Deploy as a Server

Jammi can run as an Arrow Flight SQL server, making all registered sources and embedding tables queryable from any Arrow-compatible client. Use this when multiple services, BI tools, or non-Rust/Python consumers need to query Jammi’s data.

The workflow

The server is a read path.

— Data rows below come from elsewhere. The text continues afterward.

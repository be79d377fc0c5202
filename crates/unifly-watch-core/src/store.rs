//! SQLite-backed device store.
//!
//! Two tables: `known_devices` (one row per remembered device, keyed by a
//! unique `device_id`) and `device_events`, an append-only log of
//! `added` / `removed` transitions. Every error surfaces as
//! [`WatchError::Storage`]; nothing is retried here.

use std::collections::HashSet;
use std::path::Path;
use std::time::Duration;

use chrono::{DateTime, Utc};
use rusqlite::types::Type;
use rusqlite::{Connection, OptionalExtension, Row, params};
use tracing::{debug, info};

use crate::error::WatchError;
use crate::model::{DeviceEvent, EventKind, KnownDevice, KnownIds};

/// Result of one absence sweep.
#[derive(Debug, Clone, Default, PartialEq, Eq)]
pub struct SweepReport {
    /// Devices that were marked absent and are present again.
    pub returned: Vec<String>,
    /// Devices seen missing for the first time; deleted on a later sweep.
    pub pending_removal: Vec<KnownDevice>,
    /// Devices deleted because their grace period ran out.
    pub removed: Vec<KnownDevice>,
}

impl SweepReport {
    pub fn is_quiet(&self) -> bool {
        self.returned.is_empty() && self.pending_removal.is_empty() && self.removed.is_empty()
    }
}

/// Persistent table of known devices plus the event log.
pub struct DeviceStore {
    conn: Connection,
}

impl DeviceStore {
    /// Open (creating if needed) the store at `path` and migrate the schema.
    pub fn open(path: impl AsRef<Path>) -> Result<Self, WatchError> {
        let path = path.as_ref();
        debug!(path = %path.display(), "opening device store");
        let store = Self {
            conn: Connection::open(path)?,
        };
        store.migrate()?;
        Ok(store)
    }

    /// Open a throwaway in-memory store.
    pub fn open_in_memory() -> Result<Self, WatchError> {
        let store = Self {
            conn: Connection::open_in_memory()?,
        };
        store.migrate()?;
        Ok(store)
    }

    fn migrate(&self) -> Result<(), rusqlite::Error> {
        self.conn.execute_batch(
            "CREATE TABLE IF NOT EXISTS known_devices (
                id               INTEGER PRIMARY KEY,
                device_id        TEXT NOT NULL UNIQUE,
                display_name     TEXT NOT NULL,
                host_name        TEXT NOT NULL,
                last_seen_absent INTEGER
            );

            CREATE TABLE IF NOT EXISTS device_events (
                id           INTEGER PRIMARY KEY,
                occurred_at  TEXT NOT NULL,
                kind         TEXT NOT NULL,
                device_id    TEXT NOT NULL,
                display_name TEXT NOT NULL,
                host_name    TEXT NOT NULL
            );

            CREATE INDEX IF NOT EXISTS idx_device_events_device ON device_events(device_id);",
        )
    }

    /// Union of `seed` and every persisted device id.
    pub fn load_known_ids<S: AsRef<str>>(&self, seed: &[S]) -> Result<KnownIds, WatchError> {
        let mut ids = KnownIds::from_seed(seed);
        let mut stmt = self.conn.prepare("SELECT device_id FROM known_devices")?;
        let rows = stmt.query_map([], |row| row.get::<_, String>(0))?;
        for id in rows {
            ids.insert(&id?);
        }
        Ok(ids)
    }

    /// Insert the device unless it already exists, and log an `added` event.
    ///
    /// The event is appended even when the row already existed. Both writes
    /// commit together or not at all. Returns whether a new row was created.
    pub fn remember(
        &self,
        device_id: &str,
        display_name: &str,
        host_name: &str,
    ) -> Result<bool, WatchError> {
        let tx = self.conn.unchecked_transaction()?;
        let inserted = tx.execute(
            "INSERT OR IGNORE INTO known_devices (device_id, display_name, host_name)
             VALUES (?1, ?2, ?3)",
            params![device_id, display_name, host_name],
        )? > 0;
        append_event(
            &tx,
            Utc::now(),
            EventKind::Added,
            device_id,
            display_name,
            host_name,
        )?;
        tx.commit()?;
        debug!(device_id, inserted, "remembered device");
        Ok(inserted)
    }

    /// Age out devices missing from `current_ids`, using the wall clock.
    pub fn sweep_absences(
        &mut self,
        current_ids: &HashSet<String>,
        grace: Duration,
    ) -> Result<SweepReport, WatchError> {
        self.sweep_absences_at(current_ids, grace, Utc::now())
    }

    /// Age out devices missing from `current_ids` as of `now`.
    ///
    /// Present devices get their absence marker cleared. A missing device is
    /// first marked with `now`; it is deleted (with one `removed` event) on
    /// a later sweep once `now - marker >= grace`. Runs in one transaction.
    pub fn sweep_absences_at(
        &mut self,
        current_ids: &HashSet<String>,
        grace: Duration,
        now: DateTime<Utc>,
    ) -> Result<SweepReport, WatchError> {
        let grace_secs = i64::try_from(grace.as_secs()).unwrap_or(i64::MAX);
        let now_secs = now.timestamp();
        let tx = self.conn.transaction()?;
        let mut report = SweepReport::default();

        let devices = {
            let mut stmt = tx.prepare(
                "SELECT device_id, display_name, host_name, last_seen_absent
                 FROM known_devices ORDER BY id",
            )?;
            let rows = stmt
                .query_map([], device_from_row)?
                .collect::<Result<Vec<_>, _>>()?;
            rows
        };

        for device in devices {
            if current_ids.contains(&device.id) {
                if device.last_seen_absent.is_some() {
                    tx.execute(
                        "UPDATE known_devices SET last_seen_absent = NULL WHERE device_id = ?1",
                        params![device.id],
                    )?;
                    report.returned.push(device.id);
                }
                continue;
            }

            match device.last_seen_absent {
                None => {
                    tx.execute(
                        "UPDATE known_devices SET last_seen_absent = ?1 WHERE device_id = ?2",
                        params![now_secs, device.id],
                    )?;
                    info!(
                        device_id = %device.id,
                        name = %device.display_name,
                        host = %device.host_name,
                        "device disappeared, not yet removing"
                    );
                    report.pending_removal.push(KnownDevice {
                        last_seen_absent: Some(now),
                        ..device
                    });
                }
                Some(marked) if now_secs.saturating_sub(marked.timestamp()) >= grace_secs => {
                    tx.execute(
                        "DELETE FROM known_devices WHERE device_id = ?1",
                        params![device.id],
                    )?;
                    append_event(
                        &tx,
                        now,
                        EventKind::Removed,
                        &device.id,
                        &device.display_name,
                        &device.host_name,
                    )?;
                    info!(
                        device_id = %device.id,
                        name = %device.display_name,
                        host = %device.host_name,
                        "removing device from store"
                    );
                    report.removed.push(device);
                }
                Some(_) => {}
            }
        }

        tx.commit()?;
        Ok(report)
    }

    /// Look up one device by id.
    pub fn device(&self, device_id: &str) -> Result<Option<KnownDevice>, WatchError> {
        Ok(self
            .conn
            .query_row(
                "SELECT device_id, display_name, host_name, last_seen_absent
                 FROM known_devices WHERE device_id = ?1",
                params![device_id],
                device_from_row,
            )
            .optional()?)
    }

    /// All known devices, oldest first.
    pub fn known_devices(&self) -> Result<Vec<KnownDevice>, WatchError> {
        let mut stmt = self.conn.prepare(
            "SELECT device_id, display_name, host_name, last_seen_absent
             FROM known_devices ORDER BY id",
        )?;
        let devices = stmt
            .query_map([], device_from_row)?
            .collect::<Result<Vec<_>, _>>()?;
        Ok(devices)
    }

    /// The event log, newest first, optionally capped at `limit` entries.
    pub fn events(&self, limit: Option<usize>) -> Result<Vec<DeviceEvent>, WatchError> {
        let limit = limit.map_or(-1, |l| i64::try_from(l).unwrap_or(i64::MAX));
        let mut stmt = self.conn.prepare(
            "SELECT occurred_at, kind, device_id, display_name, host_name
             FROM device_events ORDER BY id DESC LIMIT ?1",
        )?;
        let events = stmt
            .query_map(params![limit], event_from_row)?
            .collect::<Result<Vec<_>, _>>()?;
        Ok(events)
    }
}

fn append_event(
    conn: &Connection,
    at: DateTime<Utc>,
    kind: EventKind,
    device_id: &str,
    display_name: &str,
    host_name: &str,
) -> Result<(), rusqlite::Error> {
    conn.execute(
        "INSERT INTO device_events (occurred_at, kind, device_id, display_name, host_name)
         VALUES (?1, ?2, ?3, ?4, ?5)",
        params![at.to_rfc3339(), kind.as_ref(), device_id, display_name, host_name],
    )?;
    Ok(())
}

fn device_from_row(row: &Row<'_>) -> Result<KnownDevice, rusqlite::Error> {
    let absent: Option<i64> = row.get(3)?;
    let last_seen_absent = absent
        .map(|secs| {
            DateTime::from_timestamp(secs, 0).ok_or(rusqlite::Error::IntegralValueOutOfRange(3, secs))
        })
        .transpose()?;
    Ok(KnownDevice {
        id: row.get(0)?,
        display_name: row.get(1)?,
        host_name: row.get(2)?,
        last_seen_absent,
    })
}

fn event_from_row(row: &Row<'_>) -> Result<DeviceEvent, rusqlite::Error> {
    let occurred_at: String = row.get(0)?;
    let occurred_at = DateTime::parse_from_rfc3339(&occurred_at)
        .map_err(|e| rusqlite::Error::FromSqlConversionFailure(0, Type::Text, Box::new(e)))?
        .with_timezone(&Utc);
    let kind: String = row.get(1)?;
    let kind = kind
        .parse::<EventKind>()
        .map_err(|e| rusqlite::Error::FromSqlConversionFailure(1, Type::Text, Box::new(e)))?;
    Ok(DeviceEvent {
        occurred_at,
        kind,
        device_id: row.get(2)?,
        display_name: row.get(3)?,
        host_name: row.get(4)?,
    })
}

Deploy the server, then set up your data through it — with the jammi CLI (a strict gRPC client) or the library — so other systems can query it:

# 1. Start the server
jammi-server

# 2. Register sources against the running server with the CLI
jammi --target grpc://127.0.0.1:8081 \
  sources add patents --url /data/patents.parquet --format parquet

# 3. Generate embeddings (library or Python — not available over Flight SQL)
python3 -c '
import jammi
db = jammi.connect("file:///var/lib/jammi")
db.generate_embeddings(source="patents", model="sentence-transformers/all-MiniLM-L6-v2", columns=["abstract"], key="id", modality="text")
'

Connecting with Arrow Flight SQL

Python (pyarrow)

from pyarrow.flight import FlightClient, FlightDescriptor

client = FlightClient("grpc://localhost:8081")

# Run a SQL query
info = client.get_flight_info(
    FlightDescriptor.for_command(b"SELECT id, title, year FROM patents.public.patents WHERE year > 2020")
)
reader = client.do_get(info.endpoints[0].ticket)
table = reader.read_all()
print(table.to_pandas())

Query embedding tables

Embedding tables are registered in DataFusion and queryable via SQL:

# List all embedding tables
info = client.get_flight_info(
    FlightDescriptor.for_command(b"SELECT table_name FROM information_schema.tables WHERE table_schema = 'jammi'")
)

# Query vectors directly
info = client.get_flight_info(
    FlightDescriptor.for_command(b"SELECT _row_id, _model_id FROM \"jammi.patents__embedding__all-MiniLM-L6-v2__20260325\" LIMIT 10")
)

JDBC

Flight SQL is compatible with JDBC drivers that support the Arrow Flight SQL protocol, enabling access from Java applications, BI tools (Superset, DBeaver, Tableau), and SQL editors.

Server configuration

[server]
flight_listen = "0.0.0.0:8081"
preload_models = ["sentence-transformers/all-MiniLM-L6-v2"]

[logging]
level = "info"
format = "json"    # structured logging for production

Preloading models

Models listed in preload_models are downloaded and loaded into memory at startup. This ensures the session is warm before the server accepts connections.

[server]
preload_models = [
    "sentence-transformers/all-MiniLM-L6-v2",
    "BAAI/bge-small-en-v1.5",
]

Service tiers

One server binary scales to many deployment shapes by mounting only the gRPC service tiers a deployment needs — no per-shape rebuild. The core tier is always mounted: CatalogService (the control plane — tenant binding, the GetServerInfo handshake, and source / model / channel / mutable-table / topic administration), EmbeddingService, InferenceService, AuditService, and the Flight SQL surface. Three optional tiers are runtime-selectable via [server] services:

Tier	Service	Role
`train`	`TrainingService`	model training (fine-tune, graph fine-tune, context predictor)
`event`	`TriggerService`	topic / publish / subscribe streams
`eval`	`EvalService`	per-query evaluation arrays

[server]
services = "all"             # all-in-one: every tier compiled in (the default)
# services = ["event"]       # serve + event box
# services = ["train"]       # serve + training box
# services = []              # serve-only: core tier only

A deployment advertises exactly the tiers it mounted over the wire, so a client can negotiate capability before calling a verb:

info = db.get_server_info()
# {"version": "...", "features": [...], "storage_backends": [...],
#  "services": ["core", "eval", "event", "train"]}
if "train" in info["services"]:
    db.fine_tune(...)

Reaching a verb whose tier was not mounted returns a truthful Unimplemented (“not enabled on this deployment”) rather than a misleading success — the service-mount analog of the client’s build-by-capability connect(target).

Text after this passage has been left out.